**Task:** In full and word for word, return the listing that follows.

**Data section:**
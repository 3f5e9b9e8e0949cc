//! Risk limits, position snapshots, and return series.

use chrono::{DateTime, Utc};
use serde::{Deserialize, Serialize};

/// Ordered per-period simple returns, oldest first.
#[derive(Debug, Clone, Default, PartialEq, Serialize, Deserialize)]
#[serde(transparent)]
pub struct ReturnSeries(Vec<f64>);

impl ReturnSeries {
    pub fn new(returns: Vec<f64>) -> Self {
        Self(returns)
    }

    /// Per-position returns in the order the positions were reported.
    pub fn from_positions(positions: &[PositionSnapshot]) -> Self {
        Self(positions.iter().map(PositionSnapshot::simple_return).collect())
    }

    pub fn as_slice(&self) -> &[f64] {
        &self.0
    }

    pub fn len(&self) -> usize {
        self.0.len()
    }

    pub fn is_empty(&self) -> bool {
        self.0.is_empty()
    }
}

impl From<Vec<f64>> for ReturnSeries {
    fn from(returns: Vec<f64>) -> Self {
        Self(returns)
    }
}

/// Per-subject risk limits.
#[derive(Debug, Clone, PartialEq, Serialize, Deserialize)]
pub struct RiskProfile {
    pub subject_id: String,
    /// Largest tolerated drawdown as a positive fraction (0.20 = 20%).
    pub max_drawdown: f64,
    /// Largest tolerated total exposure in quote currency.
    pub max_position_size: f64,
    pub max_leverage: f64,
    /// Fraction of capital risked per trade.
    pub risk_per_trade: f64,
    #[serde(default = "Utc::now")]
    pub created_at: DateTime<Utc>,
    #[serde(default = "Utc::now")]
    pub updated_at: DateTime<Utc>,
}

impl RiskProfile {
    /// Profile with system defaults for a subject seen for the first time.
    pub fn with_defaults(subject_id: impl Into<String>) -> Self {
        let now = Utc::now();
        Self {
            subject_id: subject_id.into(),
            max_drawdown: 0.20,
            max_position_size: 100_000.0,
            max_leverage: 3.0,
            risk_per_trade: 0.02,
            created_at: now,
            updated_at: now,
        }
    }

    /// Check every limit is finite and non-negative, and that the fractional
    /// limits do not exceed 1. Returns a description of the first violation.
    pub fn validate(&self) -> Result<(), String> {
        let fields = [
            ("max_drawdown", self.max_drawdown, Some(1.0)),
            ("max_position_size", self.max_position_size, None),
            ("max_leverage", self.max_leverage, None),
            ("risk_per_trade", self.risk_per_trade, Some(1.0)),
        ];

        for (name, value, max) in fields {
            if !value.is_finite() {
                return Err(format!("{name} must be finite"));
            }
            if value < 0.0 {
                return Err(format!("{name} must be non-negative, got {value}"));
            }
            if let Some(max) = max {
                if value > max {
                    return Err(format!("{name} must be at most {max}, got {value}"));
                }
            }
        }

        if self.subject_id.trim().is_empty() {
            return Err("subject_id must not be empty".to_string());
        }

        Ok(())
    }
}

/// Direction of a position.
#[derive(Debug, Clone, Copy, PartialEq, Eq, Hash, Serialize, Deserialize)]
#[serde(rename_all = "lowercase")]
pub enum PositionSide {
    Long,
    Short,
}

/// Point-in-time view of an open position as reported by the position service.
#[derive(Debug, Clone, PartialEq, Serialize, Deserialize)]
pub struct PositionSnapshot {
    #[serde(default)]
    pub symbol: Option<String>,
    pub side: PositionSide,
    pub entry_price: f64,
    pub current_price: f64,
    pub quantity: f64,
    #[serde(default)]
    pub margin: f64,
}

impl PositionSnapshot {
    /// Simple return since entry, signed by side. Zero when the entry price
    /// is not positive.
    pub fn simple_return(&self) -> f64 {
        if self.entry_price <= 0.0 {
            return 0.0;
        }
        match self.side {
            PositionSide::Long => (self.current_price - self.entry_price) / self.entry_price,
            PositionSide::Short => (self.entry_price - self.current_price) / self.entry_price,
        }
    }

    pub fn exposure(&self) -> f64 {
        self.quantity.abs() * self.current_price
    }

    /// Exposure over margin; `None` when margin is not positive.
    pub fn leverage(&self) -> Option<f64> {
        if self.margin > 0.0 {
            Some(self.exposure() / self.margin)
        } else {
            None
        }
    }
}

/// Aggregates over a portfolio's positions.
#[derive(Debug, Clone, Copy, Default, PartialEq, Serialize, Deserialize)]
pub struct PortfolioExposure {
    pub total_exposure: f64,
    pub max_leverage: f64,
    pub position_count: usize,
}

impl PortfolioExposure {
    pub fn from_positions(positions: &[PositionSnapshot]) -> Self {
        let total_exposure = positions.iter().map(PositionSnapshot::exposure).sum();
        let max_leverage = positions
            .iter()
            .filter_map(PositionSnapshot::leverage)
            .fold(0.0_f64, f64::max);

        Self {
            total_exposure,
            max_leverage,
            position_count: positions.len(),
        }
    }
}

**Exercise result:**
repository 3f5e9b9e8e0949cc
//! Risk limits, position snapshots, and return series.

use chrono::{DateTime, Utc};
use serde::{Deserialize, Serialize};

/// Ordered per-period simple returns, oldest first.
#[derive(Debug, Clone, Default, PartialEq, Serialize, Deserialize)]
#[serde(transparent)]
pub struct ReturnSeries(Vec<f64>);

impl ReturnSeries {
    pub fn new(returns: Vec<f64>) -> Self {
        Self(returns)
    }

    /// Per-position returns in the order the positions were reported.
    pub fn from_positions(positions: &[PositionSnapshot]) -> Self {
        Self(positions.iter().map(PositionSnapshot::simple_return).collect())
    }

    pub fn as_slice(&self) -> &[f64] {
        &self.0
    }

    pub fn len(&self) -> usize {
        self.0.len()
    }

    pub fn is_empty(&self) -> bool {
        self.0.is_empty()
    }
}

impl From<Vec<f64>> for ReturnSeries {
    fn from(returns: Vec<f64>) -> Self {
        Self(returns)
    }
}

/// Per-subject risk limits.
#[derive(Debug, Clone, PartialEq, Serialize, Deserialize)]
pub struct RiskProfile {
    pub subject_id: String,
    /// Largest tolerated drawdown as a positive fraction (0.20 = 20%).
    pub max_drawdown: f64,
    /// Largest tolerated total exposure in quote currency.
    pub max_position_size: f64,
    pub max_leverage: f64,
    /// Fraction of capital risked per trade.
    pub risk_per_trade: f64,
    #[serde(default = "Utc::now")]
    pub created_at: DateTime<Utc>,
    #[serde(default = "Utc::now")]
    pub updated_at: DateTime<Utc>,
}

impl RiskProfile {
    /// Profile with system defaults for a subject seen for the first time.
    pub fn with_defaults(subject_id: impl Into<String>) -> Self {
        let now = Utc::now();
        Self {
            subject_id: subject_id.into(),
            max_drawdown: 0.20,
            max_position_size: 100_000.0,
            max_leverage: 3.0,
            risk_per_trade: 0.02,
            created_at: now,
            updated_at: now,
        }
    }

    /// Check every limit is finite and non-negative, and that the fractional
    /// limits do not exceed 1. Returns a description of the first violation.
    pub fn validate(&self) -> Result<(), String> {
        let fields = [
            ("max_drawdown", self.max_drawdown, Some(1.0)),
            ("max_position_size", self.max_position_size, None),
            ("max_leverage", self.max_leverage, None),
            ("risk_per_trade", self.risk_per_trade, Some(1.0)),
        ];

        for (name, value, max) in fields {
            if !value.is_finite() {
                return Err(format!("{name} must be finite"));
            }
            if value < 0.0 {
                return Err(format!("{name} must be non-negative, got {value}"));
            }
            if let Some(max) = max {
                if value > max {
                    return Err(format!("{name} must be at most {max}, got {value}"));
                }
            }
        }

        if self.subject_id.trim().is_empty() {
            return Err("subject_id must not be empty".to_string());
        }

        Ok(())
    }
}

/// Direction of a position.
#[derive(Debug, Clone, Copy, PartialEq, Eq, Hash, Serialize, Deserialize)]
#[serde(rename_all = "lowercase")]
pub enum PositionSide {
    Long,
    Short,
}

/// Point-in-time view of an open position as reported by the position service.
#[derive(Debug, Clone, PartialEq, Serialize, Deserialize)]
pub struct PositionSnapshot {
    #[serde(default)]
    pub symbol: Option<String>,
    pub side: PositionSide,
    pub entry_price: f64,
    pub current_price: f64,
    pub quantity: f64,
    #[serde(default)]
    pub margin: f64,
}

impl PositionSnapshot {
    /// Simple return since entry, signed by side. Zero when the entry price
    /// is not positive.
    pub fn simple_return(&self) -> f64 {
        if self.entry_price <= 0.0 {
            return 0.0;
        }
        match self.side {
            PositionSide::Long => (self.current_price - self.entry_price) / self.entry_price,
            PositionSide::Short => (self.entry_price - self.current_price) / self.entry_price,
        }
    }

    pub fn exposure(&self) -> f64 {
        self.quantity.abs() * self.current_price
    }

    /// Exposure over margin; `None` when margin is not positive.
    pub fn leverage(&self) -> Option<f64> {
        if self.margin > 0.0 {
            Some(self.exposure() / self.margin)
        } else {
            None
        }
    }
}

/// Aggregates over a portfolio's positions.
#[derive(Debug, Clone, Copy, Default, PartialEq, Serialize, Deserialize)]
pub struct PortfolioExposure {
    pub total_exposure: f64,
    pub max_leverage: f64,
    pub position_count: usize,
}

impl PortfolioExposure {
    pub fn from_positions(positions: &[PositionSnapshot]) -> Self {
        let total_exposure = positions.iter().map(PositionSnapshot::exposure).sum();
        let max_leverage = positions
            .iter()
            .filter_map(PositionSnapshot::leverage)
            .fold(0.0_f64, f64::max);

        Self {
            total_exposure,
            max_leverage,
            position_count: positions.len(),
        }
    }
}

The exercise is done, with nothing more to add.